Stress that an employer is an equal opportunity employer. Use this section to express that a company will not tolerate any discrimination against protected characteristics, and also establish penalties for offensive or inappropriate behavior.

Company Policies

This section can lay out an equal employment opportunity and anti-discrimination policy, disability accommodations policy, anti-harassment policy, anti-retaliation policy, harassment, discrimination, and retaliation prevention policy, and religious accommodations policy. Also discuss any dress code, policies regarding the use of company property, privacy rules, drug use, and social media, as well as disciplinary actions for violations.

Employment Classification

The National Federation of Independent Business (NFIB) says that a section on employment classification and overtime rules is necessary. Consider adding a payroll practices and compensation policy, workday and workweek notice, notice of paydays, employee referral policy, and make-up time policy.


Explain a company’s work hours, attendance requirements, and policies concerning punctuality or absenteeism. In addition to the Attendance Policy, this section can also include a Meal and Rest Periods Policy, Bring Your Own Device to Work (BYOD) Policy, Lactation Break Policy, Dress Code and Grooming Policy, Performance Review Policy, Code of Ethics or Conflict of Interest Policy, Outside Employment Policy, Flexible Work Schedule Policy, Romance in the Workplace Policy, Nepotism Policy, and Personnel File Access Policy.

Leave Policies

Leave could be required by federal, state, or local law, and leave, vacation, and time off policies should include eligibility details.
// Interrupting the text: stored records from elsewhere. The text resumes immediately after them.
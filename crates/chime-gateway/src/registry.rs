use std::collections::HashMap;
use std::sync::Arc;

use bytes::Bytes;
use tokio::sync::{RwLock, mpsc};
use tracing::{debug, info, warn};
use uuid::Uuid;

use chime_types::events::ServerEvent;

use crate::error::ProtocolError;

/// Default ceiling on live connections.
pub const DEFAULT_CAPACITY: usize = 50;

/// A frame queued for a connection's writer task.
#[derive(Debug, Clone, PartialEq, Eq)]
pub enum Outbound {
    Text(String),
    Binary(Bytes),
    /// Stop writing and close the transport.
    Close,
}

/// Sending half of a connection's outbound queue.
///
/// Sends never block. A failed send means the writer is gone, which only
/// happens once the connection is closing.
#[derive(Debug, Clone)]
pub struct Outbox {
    tx: mpsc::UnboundedSender<Outbound>,
}

impl Outbox {
    pub fn send_event(&self, event: &ServerEvent) -> bool {
        self.send_text(event.to_json())
    }

    pub fn send_text(&self, text: String) -> bool {
        self.tx.send(Outbound::Text(text)).is_ok()
    }

    pub fn send_binary(&self, data: Bytes) -> bool {
        self.tx.send(Outbound::Binary(data)).is_ok()
    }

    pub fn close(&self) {
        let _ = self.tx.send(Outbound::Close);
    }
}

/// A connection slot handed out by [`SessionRegistry::try_admit`].
pub struct Slot {
    pub conn_id: Uuid,
    pub outbox: Outbox,
    pub outbound: mpsc::UnboundedReceiver<Outbound>,
}

struct Peer {
    client_id: i64,
    outbox: Outbox,
}

/// Bounded set of live connections.
///
/// Admission, release and broadcast all go through one lock, so a broadcast
/// sees either all of a concurrent admit/release or none of it.
#[derive(Clone)]
pub struct SessionRegistry {
    inner: Arc<RegistryInner>,
}

struct RegistryInner {
    capacity: usize,

    /// Live connections: conn_id -> peer
    live: RwLock<HashMap<Uuid, Peer>>,
}

impl SessionRegistry {
    pub fn new(capacity: usize) -> Self {
        Self {
            inner: Arc::new(RegistryInner {
                capacity,
                live: RwLock::new(HashMap::new()),
            }),
        }
    }

    pub fn capacity(&self) -> usize {
        self.inner.capacity
    }

    /// Claim a slot, or fail once the ceiling is reached.
    pub async fn try_admit(&self, client_id: i64) -> Result<Slot, ProtocolError> {
        let mut live = self.inner.live.write().await;
        if live.len() >= self.inner.capacity {
            warn!(
                "Refusing client {}: {} of {} slots in use",
                client_id,
                live.len(),
                self.inner.capacity
            );
            return Err(ProtocolError::CapacityExceeded(live.len()));
        }

        let conn_id = Uuid::new_v4();
        let (tx, outbound) = mpsc::unbounded_channel();
        let outbox = Outbox { tx };
        live.insert(
            conn_id,
            Peer {
                client_id,
                outbox: outbox.clone(),
            },
        );
        info!(
            "Admitted client {} as {} ({}/{})",
            client_id,
            conn_id,
            live.len(),
            self.inner.capacity
        );

        Ok(Slot {
            conn_id,
            outbox,
            outbound,
        })
    }

    /// Free a slot. Releasing an unknown or already released slot is a no-op.
    pub async fn release(&self, conn_id: Uuid) -> bool {
        let removed = self.inner.live.write().await.remove(&conn_id);
        match removed {
            Some(peer) => {
                info!("Released client {} ({})", peer.client_id, conn_id);
                true
            }
            None => false,
        }
    }

    /// Deliver a text frame to every live connection. Returns how many
    /// connections accepted it; failures are logged and skipped.
    pub async fn broadcast(&self, text: &str) -> usize {
        let live = self.inner.live.read().await;
        let mut delivered = 0;
        for (conn_id, peer) in live.iter() {
            if peer.outbox.send_text(text.to_string()) {
                delivered += 1;
            } else {
                debug!("Broadcast skipped closing connection {}", conn_id);
            }
        }
        delivered
    }

    pub async fn live_count(&self) -> usize {
        self.inner.live.read().await.len()
    }

    pub async fn is_live(&self, conn_id: Uuid) -> bool {
        self.inner.live.read().await.contains_key(&conn_id)
    }

    /// Client ids of all live connections.
    pub async fn live_clients(&self) -> Vec<i64> {
        self.inner
            .live
            .read()
            .await
            .values()
            .map(|peer| peer.client_id)
            .collect()
    }
}

impl Default for SessionRegistry {
    fn default() -> Self {
        Self::new(DEFAULT_CAPACITY)
    }
}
You will want to discuss your vacation policy, paid sick leave policy, california family rights act (cfra) and pregnancy disability leave combined policy, pregnancy disability leave policy, jury duty leave policy, military service leave policy, witness and victims of crime leave policy, bereavement leave policy, and bone marrow, organ, and blood donation leave policy.

Work Performance

Explain how employers evaluate employee performances and also state employer expectations. 


Explain what will be grounds for disciplinary action and explain the procedures that the company will use in employee discipline. Mention verbal or written warnings, probation, suspension, demotion, and discharge.

Employee Health and Safety

You will want to include a section outlining procedures for workplace emergencies, safety, and security. This should include a Health and Safety in the Workplace Policy, Drug Testing in the Workplace Policy, Heat Illness Prevention Policy, Smoke-Free Workplace Policy, and Employee Face Covering Policy.

Employee Benefits

This section should outline all of the benefits employees are eligible for. Benefits may include health insurance, retirement plan, or disability coverage.

Termination Policies

Employers should spell out that they expect employees to provide two weeks notice when they are resigning. This section should also outline how company property should be returned or handled.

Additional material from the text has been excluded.